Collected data

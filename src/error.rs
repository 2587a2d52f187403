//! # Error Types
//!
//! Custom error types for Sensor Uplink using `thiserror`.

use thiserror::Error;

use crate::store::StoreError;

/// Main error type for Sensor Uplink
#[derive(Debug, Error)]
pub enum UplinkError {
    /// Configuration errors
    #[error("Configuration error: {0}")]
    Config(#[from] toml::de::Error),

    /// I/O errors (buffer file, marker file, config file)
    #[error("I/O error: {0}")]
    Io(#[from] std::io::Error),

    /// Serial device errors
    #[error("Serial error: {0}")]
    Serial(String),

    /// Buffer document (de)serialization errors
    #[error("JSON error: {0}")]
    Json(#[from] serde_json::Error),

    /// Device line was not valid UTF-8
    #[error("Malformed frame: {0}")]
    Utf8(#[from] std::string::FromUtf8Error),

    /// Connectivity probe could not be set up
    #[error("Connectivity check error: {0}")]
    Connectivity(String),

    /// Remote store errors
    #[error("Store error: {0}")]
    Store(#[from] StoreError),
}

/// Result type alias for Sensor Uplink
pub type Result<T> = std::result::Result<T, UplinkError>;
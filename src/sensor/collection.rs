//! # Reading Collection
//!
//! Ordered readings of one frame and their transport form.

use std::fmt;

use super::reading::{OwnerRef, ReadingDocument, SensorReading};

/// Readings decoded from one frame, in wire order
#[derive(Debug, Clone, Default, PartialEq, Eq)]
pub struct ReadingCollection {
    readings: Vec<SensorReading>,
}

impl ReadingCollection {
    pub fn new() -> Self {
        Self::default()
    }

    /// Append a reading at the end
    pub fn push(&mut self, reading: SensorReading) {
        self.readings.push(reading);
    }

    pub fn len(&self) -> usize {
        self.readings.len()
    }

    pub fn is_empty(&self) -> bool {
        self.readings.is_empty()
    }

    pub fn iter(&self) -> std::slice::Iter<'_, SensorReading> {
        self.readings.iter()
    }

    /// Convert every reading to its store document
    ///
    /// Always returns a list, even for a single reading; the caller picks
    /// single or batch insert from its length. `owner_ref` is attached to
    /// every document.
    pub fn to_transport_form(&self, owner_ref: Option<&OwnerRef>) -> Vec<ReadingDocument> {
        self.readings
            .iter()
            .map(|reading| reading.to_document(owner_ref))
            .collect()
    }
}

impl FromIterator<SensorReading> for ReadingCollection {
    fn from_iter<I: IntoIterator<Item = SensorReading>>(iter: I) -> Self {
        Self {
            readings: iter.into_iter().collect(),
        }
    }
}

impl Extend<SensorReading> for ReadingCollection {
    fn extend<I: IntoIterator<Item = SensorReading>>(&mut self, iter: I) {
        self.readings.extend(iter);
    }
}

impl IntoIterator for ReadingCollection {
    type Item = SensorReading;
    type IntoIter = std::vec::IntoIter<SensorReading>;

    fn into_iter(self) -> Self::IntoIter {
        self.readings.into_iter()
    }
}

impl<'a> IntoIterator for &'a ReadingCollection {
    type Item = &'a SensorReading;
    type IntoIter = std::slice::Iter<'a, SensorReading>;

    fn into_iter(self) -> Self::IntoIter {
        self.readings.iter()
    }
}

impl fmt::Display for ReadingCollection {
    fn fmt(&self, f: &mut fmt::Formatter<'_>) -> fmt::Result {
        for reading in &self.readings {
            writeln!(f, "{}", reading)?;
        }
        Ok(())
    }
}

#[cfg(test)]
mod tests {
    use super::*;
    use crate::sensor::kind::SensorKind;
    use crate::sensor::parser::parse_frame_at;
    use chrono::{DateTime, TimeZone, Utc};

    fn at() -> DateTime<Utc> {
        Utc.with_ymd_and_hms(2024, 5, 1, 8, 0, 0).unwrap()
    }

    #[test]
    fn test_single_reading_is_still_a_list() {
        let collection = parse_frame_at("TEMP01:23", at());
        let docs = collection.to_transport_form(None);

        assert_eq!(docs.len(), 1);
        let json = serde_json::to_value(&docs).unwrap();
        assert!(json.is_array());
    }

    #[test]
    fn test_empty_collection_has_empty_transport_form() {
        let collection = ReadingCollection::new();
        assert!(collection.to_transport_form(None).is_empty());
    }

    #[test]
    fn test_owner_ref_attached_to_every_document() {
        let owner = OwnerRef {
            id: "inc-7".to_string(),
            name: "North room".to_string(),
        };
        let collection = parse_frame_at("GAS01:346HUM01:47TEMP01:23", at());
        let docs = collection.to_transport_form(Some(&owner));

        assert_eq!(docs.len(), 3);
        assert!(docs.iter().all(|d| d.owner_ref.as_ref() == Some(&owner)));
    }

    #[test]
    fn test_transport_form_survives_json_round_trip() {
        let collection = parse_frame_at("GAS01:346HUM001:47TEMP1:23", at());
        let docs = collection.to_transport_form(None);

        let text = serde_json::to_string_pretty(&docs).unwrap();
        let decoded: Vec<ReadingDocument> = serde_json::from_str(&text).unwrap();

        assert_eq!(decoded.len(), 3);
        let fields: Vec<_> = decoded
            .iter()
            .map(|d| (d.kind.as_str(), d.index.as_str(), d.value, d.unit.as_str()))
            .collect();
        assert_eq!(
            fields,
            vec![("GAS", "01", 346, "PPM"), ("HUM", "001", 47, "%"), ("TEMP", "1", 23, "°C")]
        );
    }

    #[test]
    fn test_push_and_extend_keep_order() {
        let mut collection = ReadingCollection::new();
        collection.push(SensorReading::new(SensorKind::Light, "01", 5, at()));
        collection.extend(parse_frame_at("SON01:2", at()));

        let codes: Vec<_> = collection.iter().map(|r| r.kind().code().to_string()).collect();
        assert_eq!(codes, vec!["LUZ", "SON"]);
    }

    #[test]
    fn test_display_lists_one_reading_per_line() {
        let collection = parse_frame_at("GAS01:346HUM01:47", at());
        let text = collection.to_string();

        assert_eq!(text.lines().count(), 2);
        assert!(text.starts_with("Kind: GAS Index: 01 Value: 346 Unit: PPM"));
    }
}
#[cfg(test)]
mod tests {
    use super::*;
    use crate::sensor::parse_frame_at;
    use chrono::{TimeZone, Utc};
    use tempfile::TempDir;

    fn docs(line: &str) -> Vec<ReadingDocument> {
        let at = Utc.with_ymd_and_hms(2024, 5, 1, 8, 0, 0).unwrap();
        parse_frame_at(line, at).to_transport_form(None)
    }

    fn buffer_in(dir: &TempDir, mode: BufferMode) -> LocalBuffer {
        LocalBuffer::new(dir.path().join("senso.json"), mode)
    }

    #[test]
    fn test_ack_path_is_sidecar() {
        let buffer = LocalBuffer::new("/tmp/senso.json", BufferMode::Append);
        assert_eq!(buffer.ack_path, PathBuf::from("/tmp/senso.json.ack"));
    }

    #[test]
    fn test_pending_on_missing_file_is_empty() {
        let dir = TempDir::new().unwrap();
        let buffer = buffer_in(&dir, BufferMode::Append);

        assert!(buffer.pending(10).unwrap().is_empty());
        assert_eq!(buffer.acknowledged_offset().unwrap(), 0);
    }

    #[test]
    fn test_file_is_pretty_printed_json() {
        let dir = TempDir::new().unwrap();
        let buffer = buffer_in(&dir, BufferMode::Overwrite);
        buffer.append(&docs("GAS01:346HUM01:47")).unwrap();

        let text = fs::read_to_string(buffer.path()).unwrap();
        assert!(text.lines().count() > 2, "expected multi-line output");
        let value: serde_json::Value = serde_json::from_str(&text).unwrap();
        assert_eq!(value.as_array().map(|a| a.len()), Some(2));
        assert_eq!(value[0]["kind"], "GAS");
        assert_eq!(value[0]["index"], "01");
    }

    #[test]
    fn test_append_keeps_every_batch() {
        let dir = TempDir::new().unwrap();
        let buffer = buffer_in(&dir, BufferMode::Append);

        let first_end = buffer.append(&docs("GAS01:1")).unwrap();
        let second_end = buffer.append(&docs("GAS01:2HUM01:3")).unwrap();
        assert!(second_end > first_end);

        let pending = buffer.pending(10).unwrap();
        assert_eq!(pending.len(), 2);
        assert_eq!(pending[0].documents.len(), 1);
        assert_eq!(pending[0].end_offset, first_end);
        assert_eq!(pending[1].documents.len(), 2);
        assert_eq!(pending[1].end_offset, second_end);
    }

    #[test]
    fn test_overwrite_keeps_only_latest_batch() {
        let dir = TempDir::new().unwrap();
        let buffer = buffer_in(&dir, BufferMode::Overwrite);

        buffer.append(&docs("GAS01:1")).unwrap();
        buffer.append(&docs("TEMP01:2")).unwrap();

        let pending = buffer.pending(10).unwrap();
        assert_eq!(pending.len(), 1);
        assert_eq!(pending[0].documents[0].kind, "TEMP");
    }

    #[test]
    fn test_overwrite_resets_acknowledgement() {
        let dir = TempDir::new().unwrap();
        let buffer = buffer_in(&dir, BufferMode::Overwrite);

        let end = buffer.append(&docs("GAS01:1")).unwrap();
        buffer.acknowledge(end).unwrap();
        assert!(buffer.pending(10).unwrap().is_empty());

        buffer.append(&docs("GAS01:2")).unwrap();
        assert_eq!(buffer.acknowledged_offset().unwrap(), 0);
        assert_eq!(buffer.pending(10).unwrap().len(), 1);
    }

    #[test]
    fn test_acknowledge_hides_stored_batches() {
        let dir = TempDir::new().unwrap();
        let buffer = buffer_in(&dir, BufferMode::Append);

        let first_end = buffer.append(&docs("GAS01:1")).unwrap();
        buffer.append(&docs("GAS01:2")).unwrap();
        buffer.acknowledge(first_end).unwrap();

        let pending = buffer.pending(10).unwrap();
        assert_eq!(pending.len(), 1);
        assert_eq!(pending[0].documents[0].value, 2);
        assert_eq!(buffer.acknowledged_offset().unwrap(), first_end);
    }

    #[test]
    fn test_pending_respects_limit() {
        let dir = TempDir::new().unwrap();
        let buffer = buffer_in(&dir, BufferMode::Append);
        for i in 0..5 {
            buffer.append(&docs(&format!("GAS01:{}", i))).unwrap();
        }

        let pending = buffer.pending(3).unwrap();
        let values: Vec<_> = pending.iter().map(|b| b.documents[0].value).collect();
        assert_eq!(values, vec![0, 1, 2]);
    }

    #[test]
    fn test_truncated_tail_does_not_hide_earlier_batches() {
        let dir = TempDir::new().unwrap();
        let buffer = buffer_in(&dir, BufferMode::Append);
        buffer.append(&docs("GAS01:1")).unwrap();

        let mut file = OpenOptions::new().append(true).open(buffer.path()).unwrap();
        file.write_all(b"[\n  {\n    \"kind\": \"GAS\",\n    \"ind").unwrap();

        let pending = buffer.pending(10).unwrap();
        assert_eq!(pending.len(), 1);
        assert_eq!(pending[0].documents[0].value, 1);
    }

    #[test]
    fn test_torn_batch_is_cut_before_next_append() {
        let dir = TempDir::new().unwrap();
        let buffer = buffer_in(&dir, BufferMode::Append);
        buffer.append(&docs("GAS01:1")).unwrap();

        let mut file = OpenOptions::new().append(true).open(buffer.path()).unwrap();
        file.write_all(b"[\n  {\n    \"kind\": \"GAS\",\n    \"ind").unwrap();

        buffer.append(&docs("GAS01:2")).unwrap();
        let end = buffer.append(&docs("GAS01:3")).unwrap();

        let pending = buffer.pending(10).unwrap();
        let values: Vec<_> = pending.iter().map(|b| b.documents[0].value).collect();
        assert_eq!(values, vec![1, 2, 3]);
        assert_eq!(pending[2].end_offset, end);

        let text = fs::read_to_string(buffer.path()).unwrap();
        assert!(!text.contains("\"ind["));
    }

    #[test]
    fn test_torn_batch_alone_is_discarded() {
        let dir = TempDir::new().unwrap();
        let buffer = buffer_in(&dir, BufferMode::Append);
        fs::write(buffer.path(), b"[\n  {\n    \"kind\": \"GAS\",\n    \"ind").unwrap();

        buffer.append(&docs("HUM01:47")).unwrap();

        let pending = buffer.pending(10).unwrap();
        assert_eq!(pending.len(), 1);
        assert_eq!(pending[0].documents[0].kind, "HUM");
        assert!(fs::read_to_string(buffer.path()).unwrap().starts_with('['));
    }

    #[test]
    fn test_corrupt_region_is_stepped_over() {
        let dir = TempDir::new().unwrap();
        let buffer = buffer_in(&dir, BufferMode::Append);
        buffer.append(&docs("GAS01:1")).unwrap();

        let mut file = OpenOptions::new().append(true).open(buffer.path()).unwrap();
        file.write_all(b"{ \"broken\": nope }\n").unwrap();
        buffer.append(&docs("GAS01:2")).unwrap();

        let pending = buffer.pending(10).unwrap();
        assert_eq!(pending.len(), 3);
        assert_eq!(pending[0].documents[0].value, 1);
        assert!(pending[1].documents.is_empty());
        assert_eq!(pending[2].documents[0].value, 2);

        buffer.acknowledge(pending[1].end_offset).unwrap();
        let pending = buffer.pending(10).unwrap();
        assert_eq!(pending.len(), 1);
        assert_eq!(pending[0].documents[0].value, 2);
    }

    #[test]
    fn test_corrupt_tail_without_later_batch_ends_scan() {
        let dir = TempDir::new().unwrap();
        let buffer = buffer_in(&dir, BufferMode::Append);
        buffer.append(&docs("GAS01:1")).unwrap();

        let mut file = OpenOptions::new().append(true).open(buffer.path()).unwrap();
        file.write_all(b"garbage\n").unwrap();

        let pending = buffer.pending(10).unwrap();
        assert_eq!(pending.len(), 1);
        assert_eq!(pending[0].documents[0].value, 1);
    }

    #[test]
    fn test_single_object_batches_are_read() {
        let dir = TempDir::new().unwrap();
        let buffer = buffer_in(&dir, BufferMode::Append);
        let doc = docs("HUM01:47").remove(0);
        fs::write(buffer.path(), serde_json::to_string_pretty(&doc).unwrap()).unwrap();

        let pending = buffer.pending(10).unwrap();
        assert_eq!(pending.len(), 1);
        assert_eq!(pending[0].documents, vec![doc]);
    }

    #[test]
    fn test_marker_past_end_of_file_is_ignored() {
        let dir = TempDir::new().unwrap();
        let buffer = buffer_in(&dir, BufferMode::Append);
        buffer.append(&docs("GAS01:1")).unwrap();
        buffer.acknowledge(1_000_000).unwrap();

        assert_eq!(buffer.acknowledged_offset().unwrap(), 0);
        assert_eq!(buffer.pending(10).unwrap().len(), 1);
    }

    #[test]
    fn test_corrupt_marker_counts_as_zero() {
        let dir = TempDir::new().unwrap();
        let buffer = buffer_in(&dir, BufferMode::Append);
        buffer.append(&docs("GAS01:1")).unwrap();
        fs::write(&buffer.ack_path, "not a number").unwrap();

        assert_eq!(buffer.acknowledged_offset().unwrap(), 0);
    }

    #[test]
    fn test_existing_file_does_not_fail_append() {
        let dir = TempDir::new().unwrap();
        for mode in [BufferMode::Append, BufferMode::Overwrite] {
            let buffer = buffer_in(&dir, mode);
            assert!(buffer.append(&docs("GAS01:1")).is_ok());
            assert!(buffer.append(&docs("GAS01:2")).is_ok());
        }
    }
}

What you should do
Starting with the line with "impl<'a> IntoIterator for" above and going on through the line with "d.index.as_str(), d.value, d.unit.as_str()))", transcribe every line exactly, both ends included, and add nothing.

Expected answer
impl<'a> IntoIterator for &'a ReadingCollection {
    type Item = &'a SensorReading;
    type IntoIter = std::slice::Iter<'a, SensorReading>;

    fn into_iter(self) -> Self::IntoIter {
        self.readings.iter()
    }
}

impl fmt::Display for ReadingCollection {
    fn fmt(&self, f: &mut fmt::Formatter<'_>) -> fmt::Result {
        for reading in &self.readings {
            writeln!(f, "{}", reading)?;
        }
        Ok(())
    }
}

#[cfg(test)]
mod tests {
    use super::*;
    use crate::sensor::kind::SensorKind;
    use crate::sensor::parser::parse_frame_at;
    use chrono::{DateTime, TimeZone, Utc};

    fn at() -> DateTime<Utc> {
        Utc.with_ymd_and_hms(2024, 5, 1, 8, 0, 0).unwrap()
    }

    #[test]
    fn test_single_reading_is_still_a_list() {
        let collection = parse_frame_at("TEMP01:23", at());
        let docs = collection.to_transport_form(None);

        assert_eq!(docs.len(), 1);
        let json = serde_json::to_value(&docs).unwrap();
        assert!(json.is_array());
    }

    #[test]
    fn test_empty_collection_has_empty_transport_form() {
        let collection = ReadingCollection::new();
        assert!(collection.to_transport_form(None).is_empty());
    }

    #[test]
    fn test_owner_ref_attached_to_every_document() {
        let owner = OwnerRef {
            id: "inc-7".to_string(),
            name: "North room".to_string(),
        };
        let collection = parse_frame_at("GAS01:346HUM01:47TEMP01:23", at());
        let docs = collection.to_transport_form(Some(&owner));

        assert_eq!(docs.len(), 3);
        assert!(docs.iter().all(|d| d.owner_ref.as_ref() == Some(&owner)));
    }

    #[test]
    fn test_transport_form_survives_json_round_trip() {
        let collection = parse_frame_at("GAS01:346HUM001:47TEMP1:23", at());
        let docs = collection.to_transport_form(None);

        let text = serde_json::to_string_pretty(&docs).unwrap();
        let decoded: Vec<ReadingDocument> = serde_json::from_str(&text).unwrap();

        assert_eq!(decoded.len(), 3);
        let fields: Vec<_> = decoded
            .iter()
            .map(|d| (d.kind.as_str(), d.index.as_str(), d.value, d.unit.as_str()))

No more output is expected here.